▶ _THE DATA_:
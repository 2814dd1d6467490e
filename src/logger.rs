use tracing_subscriber::{EnvFilter, FmtSubscriber};

/// Logs go to stderr so the report on stdout stays machine-readable.
pub fn init_logging(verbose: bool) {
    let filter = std::env::var("PIPELOAD_LOG")
        .or_else(|_| std::env::var("RUST_LOG"))
        .map_or_else(
            |_| {
                if verbose {
                    EnvFilter::new("debug")
                } else {
                    EnvFilter::new("info")
                }
            },
            |value| EnvFilter::try_new(value).unwrap_or_else(|_| EnvFilter::new("info")),
        );

    let subscriber = FmtSubscriber::builder()
        .with_env_filter(filter)
        .with_writer(std::io::stderr)
        .finish();

    if let Err(err) = tracing::subscriber::set_global_default(subscriber) {
        eprintln!("Failed to set global default subscriber: {}", err);
    }
}
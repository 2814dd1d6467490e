mod app;
mod config;
mod http;
mod transport;
mod validation;

#[cfg(test)]
mod test_support;

pub use app::{AppError, AppResult};
pub use config::ConfigError;
pub use http::HttpError;
pub use transport::TransportError;
pub use validation::ValidationError;
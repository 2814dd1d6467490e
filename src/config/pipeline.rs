use std::path::Path;
use std::time::Duration;

use crate::args::{HttpMethod, PipelineArgs, PositiveUsize};
use crate::error::{AppError, AppResult, ValidationError};
use crate::pipeline::{build_headers, parse_target_url};

use super::payload::{FormPayload, load_payload};

/// Method, URL and headers shared by every request of a run.
#[derive(Debug, Clone, PartialEq, Eq)]
pub struct RequestTarget {
    pub method: HttpMethod,
    pub url: String,
    pub headers: Vec<(String, String)>,
}

/// Immutable run configuration handed to every pipeline stage.
#[derive(Debug, Clone)]
pub struct PipelineConfig {
    /// Target number of requests (N). Zero is allowed.
    pub requests: u64,
    /// Worker executors (W).
    pub concurrency: PositiveUsize,
    pub target: RequestTarget,
    /// Form body template; `None` means bodiless requests.
    pub payload: Option<FormPayload>,
    /// Form field overwritten with the sequence index on each request.
    pub sequence_field: Option<String>,
    /// Cancels the run once elapsed. `None` runs until N results arrive.
    pub deadline: Option<Duration>,
}

impl PipelineConfig {
    /// Freezes CLI/config values into a pipeline configuration, loading the
    /// payload template from disk when one is configured.
    ///
    /// # Errors
    ///
    /// Returns an error when the URL is missing or unusable, a header is not
    /// valid HTTP, the payload file
    /// cannot be loaded, or a form body is combined with GET.
    pub fn from_args(args: &PipelineArgs) -> AppResult<Self> {
        let url = args
            .url
            .clone()
            .ok_or_else(|| AppError::validation(ValidationError::MissingUrl))?;
        parse_target_url(&url).map_err(AppError::http)?;
        build_headers(&args.headers).map_err(AppError::http)?;

        let mut payload = match args.payload.as_deref() {
            Some(path) => Some(load_payload(Path::new(path))?),
            None => None,
        };
        if !args.form.is_empty() || args.sequence_field.is_some() {
            let fields = payload.get_or_insert_with(FormPayload::default);
            for (key, value) in &args.form {
                fields.set(key.clone(), value.clone());
            }
        }

        let method = args.method.unwrap_or(if payload.is_some() {
            HttpMethod::Post
        } else {
            HttpMethod::Get
        });
        if method == HttpMethod::Get && payload.is_some() {
            return Err(AppError::validation(ValidationError::BodyWithGet));
        }

        Ok(Self {
            requests: args.requests,
            concurrency: args.concurrency,
            target: RequestTarget {
                method,
                url,
                headers: args.headers.clone(),
            },
            payload,
            sequence_field: args.sequence_field.clone(),
            deadline: args.deadline,
        })
    }
}
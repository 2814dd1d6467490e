//! Fixed-count load pipeline.
//!
//! A generator feeds [`RequestSpec`]s into a rendezvous queue, a pool of W
//! executors performs the round-trips through one shared [`Transport`], and a
//! single aggregator counts [`ResultDescriptor`]s until exactly N have been
//! observed. The caller only blocks on the aggregator.
//!
//! [`Transport`]: crate::transport::Transport
mod aggregator;
mod generator;
mod pool;
mod request;
mod run;
mod types;


pub use aggregator::{AggregateStats, aggregate};
pub use generator::{RequestSequence, spawn_generator};
pub use pool::WorkerPool;
pub use request::{RequestFactory, TemplateRequestFactory, build_headers, parse_target_url};
pub use run::{HANDOFF_CAPACITY, RunSummary, run_pipeline};
pub use types::{RequestSpec, ResultDescriptor};
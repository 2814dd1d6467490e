//! Configuration loading and application.
pub(crate) mod apply;
mod loader;
mod payload;
mod pipeline;
pub mod types;

#[cfg(test)]
mod tests;

pub use apply::apply_config;
pub use loader::load_config;
pub use payload::{FormPayload, load_payload};
pub use pipeline::{PipelineConfig, RequestTarget};

#[cfg(test)]
pub(crate) use loader::load_config_file;
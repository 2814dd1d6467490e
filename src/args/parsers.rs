use std::time::Duration;

use super::types::PositiveUsize;
use crate::error::ValidationError;

pub(crate) fn parse_header(s: &str) -> Result<(String, String), ValidationError> {
    match s.split_once(':') {
        Some((key, value)) => Ok((key.trim().to_owned(), value.trim().to_owned())),
        None => Err(ValidationError::InvalidHeaderFormat {
            value: s.to_owned(),
        }),
    }
}

pub(crate) fn parse_form_field(s: &str) -> Result<(String, String), ValidationError> {
    match s.split_once('=') {
        Some((key, value)) if !key.trim().is_empty() => {
            Ok((key.trim().to_owned(), value.to_owned()))
        }
        Some(_) | None => Err(ValidationError::InvalidFormField {
            value: s.to_owned(),
        }),
    }
}

pub(super) fn parse_positive_usize(s: &str) -> Result<PositiveUsize, ValidationError> {
    s.parse::<PositiveUsize>()
}

pub(crate) fn parse_duration_arg(s: &str) -> Result<Duration, ValidationError> {
    let value = s.trim();
    if value.is_empty() {
        return Err(ValidationError::DurationEmpty);
    }

    let mut digits_len = 0usize;
    for ch in value.chars() {
        if ch.is_ascii_digit() {
            digits_len = digits_len.saturating_add(1);
        } else {
            break;
        }
    }
    if digits_len == 0 {
        return Err(ValidationError::InvalidDurationFormat {
            value: value.to_owned(),
        });
    }
    let (num_part, unit_part) = value.split_at(digits_len);
    let number: u64 = num_part
        .parse()
        .map_err(|err| ValidationError::InvalidDurationNumber {
            value: value.to_owned(),
            source: err,
        })?;

    let unit = if unit_part.is_empty() { "s" } else { unit_part };
    let duration = match unit {
        "ms" => Duration::from_millis(number),
        "s" => Duration::from_secs(number),
        "m" => {
            let secs = number
                .checked_mul(60)
                .ok_or(ValidationError::DurationOverflow)?;
            Duration::from_secs(secs)
        }
        "h" => {
            let secs = number
                .checked_mul(60)
                .and_then(|seconds| seconds.checked_mul(60))
                .ok_or(ValidationError::DurationOverflow)?;
            Duration::from_secs(secs)
        }
        other => {
            return Err(ValidationError::InvalidDurationUnit {
                unit: other.to_owned(),
            });
        }
    };

    if duration.is_zero() {
        return Err(ValidationError::DurationZero);
    }
    Ok(duration)
}
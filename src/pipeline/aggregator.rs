use tokio::sync::mpsc;
use tracing::{debug, warn};

use crate::shutdown::ShutdownReceiver;

use super::types::ResultDescriptor;

/// Running totals kept by the aggregator. Only the aggregator mutates them.
#[derive(Debug, Clone, Copy, Default, PartialEq, Eq)]
pub struct AggregateStats {
    /// Results observed, successes and failures alike. Never exceeds the target.
    pub completed: u64,
    pub failures: u64,
    /// Sum of the declared lengths of successful responses.
    pub total_bytes: u64,
    /// Set when shutdown stopped the count before the target was reached.
    pub cancelled: bool,
}

impl AggregateStats {
    #[must_use]
    pub const fn successes(&self) -> u64 {
        self.completed.saturating_sub(self.failures)
    }

    fn record(&mut self, result: ResultDescriptor) {
        match result {
            ResultDescriptor::Success { index, byte_length } => {
                debug!("Request {} completed with {} bytes", index, byte_length);
                self.total_bytes = self.total_bytes.saturating_add(byte_length);
            }
            ResultDescriptor::Failure { index, error } => {
                warn!("Request {} failed: {}", index, error);
                self.failures = self.failures.saturating_add(1);
            }
        }
        self.completed = self.completed.saturating_add(1);
    }
}

/// Consumes results until exactly `target` have been observed.
///
/// A target of zero returns immediately without touching the queue. Failures
/// count toward the target. If every producer is gone before the target is
/// reached, the count cannot complete and only shutdown ends the wait.
pub async fn aggregate(
    mut result_rx: mpsc::Receiver<ResultDescriptor>,
    target: u64,
    mut shutdown_rx: ShutdownReceiver,
) -> AggregateStats {
    let mut stats = AggregateStats::default();
    if target == 0 {
        return stats;
    }

    while stats.completed < target {
        tokio::select! {
            biased;
            _ = shutdown_rx.recv() => {
                stats.cancelled = true;
                break;
            }
            received = result_rx.recv() => match received {
                Some(result) => stats.record(result),
                None => {
                    warn!(
                        "All workers stopped after {} of {} results; waiting for shutdown",
                        stats.completed, target
                    );
                    drop(shutdown_rx.recv().await);
                    stats.cancelled = true;
                    break;
                }
            }
        }
    }

    stats
}
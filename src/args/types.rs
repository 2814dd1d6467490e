use clap::ValueEnum;
use serde::{Deserialize, Serialize};
use std::num::NonZeroUsize;

use crate::error::ValidationError;

#[derive(Debug, Clone, Copy, ValueEnum, Deserialize, Serialize, PartialEq, Eq)]
#[serde(rename_all = "lowercase")]
pub enum HttpMethod {
    Get,
    Post,
}

impl From<HttpMethod> for reqwest::Method {
    fn from(value: HttpMethod) -> Self {
        match value {
            HttpMethod::Get => reqwest::Method::GET,
            HttpMethod::Post => reqwest::Method::POST,
        }
    }
}

#[derive(Debug, Clone, Copy, Default, ValueEnum, Deserialize, Serialize, PartialEq, Eq)]
#[serde(rename_all = "lowercase")]
pub enum OutputFormat {
    #[default]
    Text,
    Json,
}

/// Non-zero count used for the worker concurrency.
#[derive(Debug, Clone, Copy, PartialEq, Eq)]
pub struct PositiveUsize(NonZeroUsize);

impl PositiveUsize {
    #[must_use]
    pub const fn get(self) -> usize {
        self.0.get()
    }
}

impl TryFrom<usize> for PositiveUsize {
    type Error = ValidationError;

    fn try_from(value: usize) -> Result<Self, Self::Error> {
        NonZeroUsize::new(value)
            .map(PositiveUsize)
            .ok_or(ValidationError::ValueTooSmall { min: 1 })
    }
}

impl std::str::FromStr for PositiveUsize {
    type Err = ValidationError;

    fn from_str(s: &str) -> Result<Self, Self::Err> {
        let value: usize = s
            .trim()
            .parse()
            .map_err(|err| ValidationError::InvalidNumber { source: err })?;
        PositiveUsize::try_from(value)
    }
}

impl From<PositiveUsize> for usize {
    fn from(value: PositiveUsize) -> Self {
        value.get()
    }
}
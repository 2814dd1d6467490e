mod entry;
mod logger;
mod shutdown_handlers;

use pipeload::error::AppResult;

fn main() -> AppResult<()> {
    entry::run()
}
use super::parsers::parse_form_field;
use super::*;
use crate::error::{AppError, AppResult, ValidationError};
use clap::Parser;
use std::time::Duration;

fn parse_test_args<I, T>(args: I) -> AppResult<PipelineArgs>
where
    I: IntoIterator<Item = T>,
    T: Into<std::ffi::OsString> + Clone,
{
    PipelineArgs::try_parse_from(args).map_err(AppError::from)
}

#[test]
fn defaults_are_sixty_requests_over_thirty_one_workers() -> AppResult<()> {
    let args = parse_test_args(["pipeload", "-u", "http://localhost"])?;
    if args.requests != 60 {
        return Err(AppError::validation(format!(
            "Unexpected requests: {}",
            args.requests
        )));
    }
    if args.concurrency.get() != 31 {
        return Err(AppError::validation(format!(
            "Unexpected concurrency: {}",
            args.concurrency.get()
        )));
    }
    if args.method.is_some() || args.deadline.is_some() {
        return Err(AppError::validation("Expected no method and no deadline"));
    }
    if args.output_format != OutputFormat::Text {
        return Err(AppError::validation("Expected text output by default"));
    }
    Ok(())
}

#[test]
fn parses_counts_and_aliases() -> AppResult<()> {
    let args = parse_test_args([
        "pipeload",
        "--url",
        "http://localhost",
        "--reqs",
        "0",
        "--concurrency",
        "3",
        "-X",
        "POST",
    ])?;
    if args.requests != 0 || args.concurrency.get() != 3 {
        return Err(AppError::validation("Aliases were not applied"));
    }
    if args.method != Some(HttpMethod::Post) {
        return Err(AppError::validation("Expected POST"));
    }
    Ok(())
}

#[test]
fn zero_concurrency_is_rejected() -> AppResult<()> {
    match parse_test_args(["pipeload", "-u", "http://localhost", "-c", "0"]) {
        Err(_) => Ok(()),
        Ok(_) => Err(AppError::validation("Expected -c 0 to be rejected")),
    }
}

#[test]
fn parses_repeatable_headers_and_form_fields() -> AppResult<()> {
    let args = parse_test_args([
        "pipeload",
        "-u",
        "http://localhost",
        "-H",
        "X-Trace: abc",
        "-H",
        "Accept:text/plain",
        "--form",
        "format=jpeg",
        "--form",
        "empty=",
    ])?;
    let expected_headers = vec![
        ("X-Trace".to_owned(), "abc".to_owned()),
        ("Accept".to_owned(), "text/plain".to_owned()),
    ];
    if args.headers != expected_headers {
        return Err(AppError::validation(format!(
            "Unexpected headers: {:?}",
            args.headers
        )));
    }
    let expected_form = vec![
        ("format".to_owned(), "jpeg".to_owned()),
        ("empty".to_owned(), String::new()),
    ];
    if args.form != expected_form {
        return Err(AppError::validation(format!(
            "Unexpected form: {:?}",
            args.form
        )));
    }
    Ok(())
}

#[test]
fn parse_header_invalid() -> AppResult<()> {
    match parse_header("MissingDelimiter") {
        Err(ValidationError::InvalidHeaderFormat { .. }) => Ok(()),
        other => Err(AppError::validation(format!(
            "Expected InvalidHeaderFormat, got {:?}",
            other
        ))),
    }
}

#[test]
fn parse_form_field_requires_key() -> AppResult<()> {
    if parse_form_field("=value").is_ok() {
        return Err(AppError::validation("Expected empty key to be rejected"));
    }
    if parse_form_field("novalue").is_ok() {
        return Err(AppError::validation("Expected missing '=' to be rejected"));
    }
    Ok(())
}

#[test]
fn parse_duration_units() -> AppResult<()> {
    let cases = [
        ("250ms", Duration::from_millis(250)),
        ("3", Duration::from_secs(3)),
        ("2m", Duration::from_secs(120)),
        ("1h", Duration::from_secs(3600)),
    ];
    for (input, expected) in cases {
        let parsed = parse_duration_arg(input)?;
        if parsed != expected {
            return Err(AppError::validation(format!(
                "Unexpected duration for {}: {:?}",
                input, parsed
            )));
        }
    }
    Ok(())
}

#[test]
fn parse_duration_rejects_zero_and_bad_units() -> AppResult<()> {
    if !matches!(parse_duration_arg("0s"), Err(ValidationError::DurationZero)) {
        return Err(AppError::validation("Expected zero duration to fail"));
    }
    if !matches!(
        parse_duration_arg("5d"),
        Err(ValidationError::InvalidDurationUnit { .. })
    ) {
        return Err(AppError::validation("Expected unknown unit to fail"));
    }
    Ok(())
}
use thiserror::Error;

/// Failure of a single round-trip. Never escalated past the worker pool.
#[derive(Debug, Error)]
pub enum TransportError {
    #[error("Failed to build request {index}: {source}")]
    BuildRequest {
        index: u64,
        #[source]
        source: reqwest::Error,
    },
    #[error("Request {index} failed: {source}")]
    Request {
        index: u64,
        #[source]
        source: reqwest::Error,
    },
    #[error("Failed to drain response body for request {index}: {source}")]
    DrainBody {
        index: u64,
        #[source]
        source: reqwest::Error,
    },
    #[cfg(test)]
    #[error("Stub transport failure for request {index}.")]
    Stub { index: u64 },
}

▶ _EXERCISE OBJECTIVE_:
Look above and return each line of the records exactly, from the very first through the line with "if let Err(err)", both included.

▶ _RESPONSE BELOW_:
repository 2814dd1d6467490e
filename src/logger.rs
use tracing_subscriber::{EnvFilter, FmtSubscriber};

/// Logs go to stderr so the report on stdout stays machine-readable.
pub fn init_logging(verbose: bool) {
    let filter = std::env::var("PIPELOAD_LOG")
        .or_else(|_| std::env::var("RUST_LOG"))
        .map_or_else(
            |_| {
                if verbose {
                    EnvFilter::new("debug")
                } else {
                    EnvFilter::new("info")
                }
            },
            |value| EnvFilter::try_new(value).unwrap_or_else(|_| EnvFilter::new("info")),
        );

    let subscriber = FmtSubscriber::builder()
        .with_env_filter(filter)
        .with_writer(std::io::stderr)
        .finish();

    if let Err(err) = tracing::subscriber::set_global_default(subscriber) {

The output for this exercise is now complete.